Where some sculptors use a hammer and chisel to carve and bring life to their art pieces, woodturners use modern machinery, such as a lathe, to carve out their amazing and beautiful wooden works of art, from jewelry boxes, bowls, vases, and goblets, to pepper mills, pens and a host of many more specialty creations.

Woodturning is a form of woodworking, where pieces of wood, called blanks, are placed into a wood lathe, which spins the wood rapidly.

The lathe operator can then use various tools to carve out and remove material from the spinning wood.

Many woodturners choose wood pieces that are not perfect. They look for pieces that have natural defects from either wormholes or are from parts of the tree that have been damaged in the past while the tree was still living, known as burl wood.

The burls are actually scars on the tree. But when burl is turned on a lathe, it reveals artistic and beautiful wood grain patterns, giving the finished wooden art piece great character.

With the newly created club, the Historic Brooksville Woodturners, Brooksville is now home to its own group of talented woodturners.

"I decided to start the club in order to tap into and learn from other like-minded individuals in the community," Historic Brooksville Woodturners founder and president James Lee said.

"Woodturning presents many challenges in skill, and I believe that in order to progress as a woodturner, you must learn from others and practice.

"Another reason was that the two closest woodturning clubs are an hour's drive north or south, putting Brooksville right smack in the middle. This makes it a lot more convenient after a long day's work.

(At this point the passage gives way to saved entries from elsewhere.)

//! JSON-RPC wire structures

use serde::{Deserialize, Serialize};
use serde_json::Value;

use vss_core::{Format, Root, Timestamp};

pub const JSONRPC_VERSION: &str = "2.0";

/// `params` of any request, checked by the schema rules beforehand
#[derive(Debug, Default, Deserialize)]
#[serde(rename_all = "camelCase")]
pub struct ParamsDto {
    pub instance: Option<String>,
    pub schema: Option<String>,
    pub path: Option<String>,
    pub format: Option<Format>,
    pub root: Option<Root>,
    #[serde(default)]
    pub data: Value,
    pub metadata: Option<Value>,
    pub query: Option<QueryDto>,
    pub user_id: Option<String>,
    #[serde(default)]
    pub allow: Vec<String>,
    #[serde(default)]
    pub deny: Vec<String>,
    #[serde(default)]
    pub delete: Vec<String>,
}

#[derive(Debug, Default, Deserialize)]
pub struct QueryDto {
    pub gte: Option<Timestamp>,
    pub lte: Option<Timestamp>,
}

#[derive(Debug, Serialize)]
pub struct DataResponseDto<'a> {
    pub jsonrpc: &'static str,
    pub id: Option<&'a Value>,
    pub result: DataResultDto<'a>,
}

#[derive(Debug, Serialize)]
pub struct DataResultDto<'a> {
    pub instance: &'a str,
    pub data: &'a Value,
    #[serde(skip_serializing_if = "Option::is_none")]
    pub metadata: Option<&'a Value>,
}

#[derive(Debug, Serialize)]
pub struct EmptyResult {}

#[derive(Debug, Serialize)]
pub struct OkResponseDto<'a> {
    pub jsonrpc: &'static str,
    pub id: Option<&'a Value>,
    pub result: EmptyResult,
}

#[derive(Debug, Serialize)]
pub struct ErrorResponseDto<'a> {
    pub jsonrpc: &'static str,
    pub id: Option<&'a Value>,
    pub error: ErrorBodyDto<'a>,
}

#[derive(Debug, Serialize)]
pub struct ErrorBodyDto<'a> {
    pub code: u16,
    pub message: &'a str,
    pub data: ErrorDataDto<'a>,
}

#[derive(Debug, Serialize)]
pub struct ErrorDataDto<'a> {
    pub reason: &'a str,
}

This club was long overdue."

Lee first started woodturning about three years ago after many years of intrigue and admiration.

"Woodturning has been something I have wanted to do since I started waterfowl hunting at the age of 12," Lee said.

"I was always intrigued with the duck calls used to call the ducks into the decoys, which are made on a lathe."

But intrigue turned to passion for art after seeing people's reaction to his completed wooden art pieces.

"Woodturning to me is a true passion that connects me to my creative side, and there is nothing more rewarding than when someone else connects to the piece as well," Lee said.

"Additionally, I never have a plan for the shape I'm turning, so the end product is truly a one-of-a-kind piece of art that comes to life from the energy and focus I put into it. It truly is a spiritual experience for me," said Lee.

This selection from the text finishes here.